The Jackie Robinson biopic “42” deserves better than to be another “magical black man” movie with a cheesy script.

 

“42” isn’t yet again trying to prove to white people that racism is alive and well; it’s merely trying to depict the racial struggles of Jackie Robinson, an undisputed American hero. But it’s 2013, and we deserve better than another magical black man movie, and we definitely deserve a better, smarter film than Director and Screenwriter Brian Helgeland’s (“L.A. Confidential“) cheesy, Old Hollywood inspired script.

Robinson was one of baseball’s greatest legends. He won Rookie of the Year in his inaugural 1947 season, the pennant for the Dodgers and later in his career the World Series.
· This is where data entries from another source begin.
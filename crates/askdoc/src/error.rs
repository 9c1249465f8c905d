//! Typed error surface of the engine.
//!
//! Ingestion failures never appear here: any error inside the background
//! ingestion task is contained into the document's `failed` status and
//! discovered by polling. Everything else propagates to the immediate
//! caller through [`EngineError`].

use askdoc_core::models::DocumentStatus;
use thiserror::Error;

/// Errors surfaced synchronously by [`Engine`](crate::engine::Engine)
/// operations.
#[derive(Debug, Error)]
pub enum EngineError {
    /// Declared file type outside the supported set; rejected before any
    /// document state is created.
    #[error("unsupported file type: {0}")]
    UnsupportedInput(String),

    /// Reference to an unknown document where the operation requires
    /// existence. History reads are lenient and never produce this.
    #[error("document not found: {0}")]
    NotFound(String),

    /// Chunk lookup against a document that is still processing or
    /// already failed.
    #[error("document {id} is not ready: status is {status}")]
    NotReady { id: String, status: DocumentStatus },

    /// The external completion call errored or returned a malformed
    /// response. Propagated as-is: no retry, no fallback answer.
    #[error("completion service failure: {0}")]
    Service(String),

    #[error("I/O error: {0}")]
    Io(#[from] std::io::Error),

    #[error(transparent)]
    Other(#[from] anyhow::Error),
}

pub type Result<T> = std::result::Result<T, EngineError>;
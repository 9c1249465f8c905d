//! Engine configuration, loaded from a TOML file.
//!
//! ```toml
//! [chunking]
//! max_chars = 500
//!
//! [completion]
//! base_url = "https://api.openai.com/v1"
//! model = "gpt-4o-mini"
//! timeout_secs = 30
//!
//! [storage]
//! upload_dir = "uploads"
//! ```
//!
//! Every field has a default, so an empty file (or [`Config::default`])
//! is a valid configuration. The completion API key is not configured
//! here; it comes from the `ASKDOC_API_KEY` environment variable.

use anyhow::{Context, Result};
use serde::Deserialize;
use std::path::{Path, PathBuf};

#[derive(Debug, Deserialize, Clone, Default)]
pub struct Config {
    #[serde(default)]
    pub chunking: ChunkingConfig,
    #[serde(default)]
    pub completion: CompletionConfig,
    #[serde(default)]
    pub storage: StorageConfig,
}

#[derive(Debug, Deserialize, Clone)]
pub struct ChunkingConfig {
    /// Maximum characters per chunk.
    #[serde(default = "default_max_chars")]
    pub max_chars: usize,
}

impl Default for ChunkingConfig {
    fn default() -> Self {
        Self {
            max_chars: default_max_chars(),
        }
    }
}

#[derive(Debug, Deserialize, Clone)]
pub struct CompletionConfig {
    /// Base URL of an OpenAI-compatible completion API.
    #[serde(default = "default_base_url")]
    pub base_url: String,
    #[serde(default = "default_model")]
    pub model: String,
    #[serde(default = "default_timeout_secs")]
    pub timeout_secs: u64,
}

impl Default for CompletionConfig {
    fn default() -> Self {
        Self {
            base_url: default_base_url(),
            model: default_model(),
            timeout_secs: default_timeout_secs(),
        }
    }
}

#[derive(Debug, Deserialize, Clone)]
pub struct StorageConfig {
    /// Directory where uploaded files are parked until ingestion settles.
    #[serde(default = "default_upload_dir")]
    pub upload_dir: PathBuf,
}

impl Default for StorageConfig {
    fn default() -> Self {
        Self {
            upload_dir: default_upload_dir(),
        }
    }
}

fn default_max_chars() -> usize {
    500
}
fn default_base_url() -> String {
    "https://api.openai.com/v1".to_string()
}
fn default_model() -> String {
    "gpt-4o-mini".to_string()
}
fn default_timeout_secs() -> u64 {
    30
}
fn default_upload_dir() -> PathBuf {
    PathBuf::from("uploads")
}

impl Config {
    /// Load configuration from a TOML file.
    pub fn load(path: &Path) -> Result<Self> {
        let raw = std::fs::read_to_string(path)
            .with_context(|| format!("Failed to read config file: {}", path.display()))?;
        let config: Config = toml::from_str(&raw)
            .with_context(|| format!("Failed to parse config file: {}", path.display()))?;
        Ok(config)
    }
}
But “42” paints Robinson (Chadwick Boseman) as a miracle man long before credit is due.

The movie starts with a newsreel history lesson and says that America was just waiting for someone like Robinson to come along. Then a grizzly GM played by Harrison Ford in a bad haircut looks his bumbling assistants in the eye and boldly claims he’s going to put the first black man in baseball! “Uh wahhh? You can’t! But I can!” Then he flips through a few manila folders and finds a resume with Jackie Robinson’s picture and says something close to, “Look at this guy! He’s going to be a star!”

“If it was a white baseball player, you’d say he has spirit” is what Ford actually says when his assistant claims he has a bad temper. But Robinson’s bad temper amounts to him being a little less tolerant of racism directed at him than others. His goal to be accepted is to focus on winning, not the hate, which makes for the first sports movie in which strictly focusing on being the best is the moral lesson.

It’s merely content in saying that Robinson overcame adversity not by growing personally but by focusing on winning and turning a cold shoulder to anyone who thought to insult him. “42” never shows any of Robinson’s failures on or off the field. It shows him getting close to lashing out, but this only comes about as “42” ups the ante in its string of abusive, racial slur set pieces.

We see scene after scene of random fans, ball players and townspeople throwing out more N-words than “Django Unchained,” and yet “42” has nothing to say about Jackie’s family, nothing to say about the country’s political or cultural climate and nothing to add to the conversation about race relations.

In fact the white characters seem to face as much adversity and experience even more growth and redemption. Tribulations of players receiving death threats, trying to come to terms with showering with a black man and being turned away from a hotel receive as much dramatic heft as any of Robinson’s.

But the fact that Robinson’s most exciting victories are stolen bases and not racial ones speak to the film’s flimsy, cornball storytelling. It plays as a series of fortune cookie lectures and slow motion heroics. The whole film is shot with that dusty, sepia tone look that “Moneyball” proved should never be used in a baseball movie again.

A biopic needn’t say why an already accepted hero was so great. It should present someone with warts and all to show how he represents someone worth aspiring to. Although this isn’t usually the context this expression is used, “42” fails to realize that Jackie Robinson was a man, not a number.